PyPI version Python versions License Changelog

Data analysis and exploration tools for exploratory data analysis (EDA).

Version 2.2.5: Added configurable derived-name policy controls (off, warn, strict) to normalize or strictly validate recommendation output names and prevent wildcard post-normalization collisions.

Features

  • Dataset Analysis: Comprehensive statistical summaries and data quality assessment.
  • Data Exploration: Tools for understanding data distributions, correlations, and patterns.
  • Quality Metrics: Missing value detection, data type analysis, and anomaly identification.
  • Statistically Guided Feature Interactions: Automatic discovery of meaningful feature interactions using Mutual Information and Pearson Correlation.
  • Recommendation Engine: Intelligent pipeline for Boolean mapping, Numerical casting, and Datetime standardization with customizable execution priority.
  • Feature Math and Transforms: Build derived features with arithmetic operations and apply reusable unary transforms (log, sqrt, scaling, reciprocal, and more).
  • User-Guided ColumnHints: Explicitly guide the engine with metadata for financial, geospatial, or temporal data to override automated heuristics.
  • Intelligent Boolean Mapping: Detects and standardizes diverse truthiness indicators (e.g., "Y/N", "Active/Inactive", "1/0") into proper boolean types.
  • Cyclic Feature Extraction: Decomposes datetimes into periodic Sine/Cosine features to preserve temporal relationships for machine learning.
  • Numerical Precision Optimization: Standardize decimal depth using configurable rounding modes (Nearest, Bankers, Up, Down).
  • Metadata-Driven Customization: Use class-level metadata to define "editable" fields, enabling seamless integration with YAML-based orchestration.

Installation

pip install dsr-data-tools

Usage

import pandas as pd
from dsr_data_tools import analyze_dataset

# Load your data
df = pd.read_csv("data.csv")

# Perform comprehensive analysis
# Returns DataframeInfo, RecommendationManager (or None), and per-column text output
df_info, manager, column_analysis_output = analyze_dataset(df)

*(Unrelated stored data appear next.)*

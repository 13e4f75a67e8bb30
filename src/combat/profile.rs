//! Everything the phase roller needs, resolved once per selection

use crate::combat::carriers::resolve_carrier_count;
use crate::combat::targets::{
    defender_save, effective_strength, resolve_hit_target, wound_target, SaveBreakdown,
};
use crate::core::types::{Section, TargetNumber};
use crate::dice::{parse_dice_notation, DiceDescriptor};
use crate::records::{UnitRecord, WeaponRecord};
use serde::{Deserialize, Serialize};

/// Resolved numbers for one attacker/weapon/defender selection
///
/// Any `None` target means the stat could not be determined. Phases that
/// depend on it stay inert instead of guessing.
#[derive(Debug, Clone, PartialEq, Serialize, Deserialize)]
pub struct AttackProfile {
    pub weapon: String,
    pub section: Section,
    pub models_in_range: u32,
    pub attacks: DiceDescriptor,
    pub damage: DiceDescriptor,
    pub hit_target: Option<TargetNumber>,
    pub strength: Option<u32>,
    pub toughness: Option<u32>,
    pub wound_target: Option<TargetNumber>,
    pub ap: i32,
    pub save: SaveBreakdown,
}

impl AttackProfile {
    /// Resolve a selection; `models_in_range` of 0 is raised to 1
    pub fn resolve(
        attacker: &UnitRecord,
        weapon: &WeaponRecord,
        section: Section,
        defender: Option<&UnitRecord>,
        models_in_range: u32,
    ) -> Self {
        let strength = effective_strength(weapon, attacker);
        let toughness = defender.and_then(|d| d.toughness);
        let wound = match (strength, toughness) {
            (Some(s), Some(t)) => wound_target(s, t),
            _ => None,
        };
        let save = defender
            .map(|d| defender_save(d.armour_save_target(), weapon.ap, d.invulnerable_save_target()))
            .unwrap_or_default();

        Self {
            weapon: weapon.label().to_string(),
            section,
            models_in_range: models_in_range.max(1),
            attacks: parse_dice_notation(weapon.attacks.as_ref()),
            damage: parse_dice_notation(weapon.damage.as_ref()),
            hit_target: resolve_hit_target(weapon, attacker, section),
            strength,
            toughness,
            wound_target: wound,
            ap: weapon.ap,
            save,
        }
    }

    /// Resolve with every carrier of the weapon in range
    pub fn with_carriers(
        attacker: &UnitRecord,
        weapon: &WeaponRecord,
        defender: Option<&UnitRecord>,
    ) -> Self {
        let carriers = resolve_carrier_count(attacker, weapon);
        Self::resolve(attacker, weapon, weapon.section(), defender, carriers)
    }

    pub fn save_target(&self) -> Option<TargetNumber> {
        self.save.best
    }
}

# info() returns a formatted summary string
summary = df_info.info()
print(summary)

# Access per-column analysis output (example: first available column)
first_col = next(iter(column_analysis_output))
print(column_analysis_output[first_col])

Datetime Conversion Recommendation

generate_recommendations() detects object/string columns that are likely datetimes and recommends converting them to a proper datetime dtype.

import pandas as pd
from dsr_data_tools.analysis import generate_recommendations
from dsr_data_tools.recommendations import apply_recommendations

# Example column with mostly valid date strings
df = pd.DataFrame({
    "date_str": [
        "2025-01-01",
        "2025-01-02",
        "2025-01-03",
        "2025-01-04",
        "invalid",  # one invalid value
    ]
    * 10  # scale up rows
})

recs = generate_recommendations(df)

# If detected, apply the datetime conversion recommendation
if "date_str" in recs and "datetime_conversion" in recs["date_str"]:
    df_converted = apply_recommendations(
        df, {"date_str": recs["date_str"]["datetime_conversion"]}
    )
    # Column is now datetime64; invalid entries coerced to NaT
    print(df_converted["date_str"].dtype)  # datetime64[ns]

Boolean Classification

# The engine now handles semantic mapping, recognizing 'Y' as True
# based on common indicators rather than just alphabetical order
from dsr_data_tools.recommendations import BooleanClassificationRecommendation

df = pd.DataFrame({"active": ["Y", "N", "Y"]})
rec = BooleanClassificationRecommendation(
    column_name="active", description="Convert to bool", values=["Y", "N"]
)

# Returns [True, False, True]
df_bool = rec.apply(df)

Date Durations

Calculate the numeric duration between two datetime columns in specific units such as 'seconds', 'minutes', 'hours', or 'days'.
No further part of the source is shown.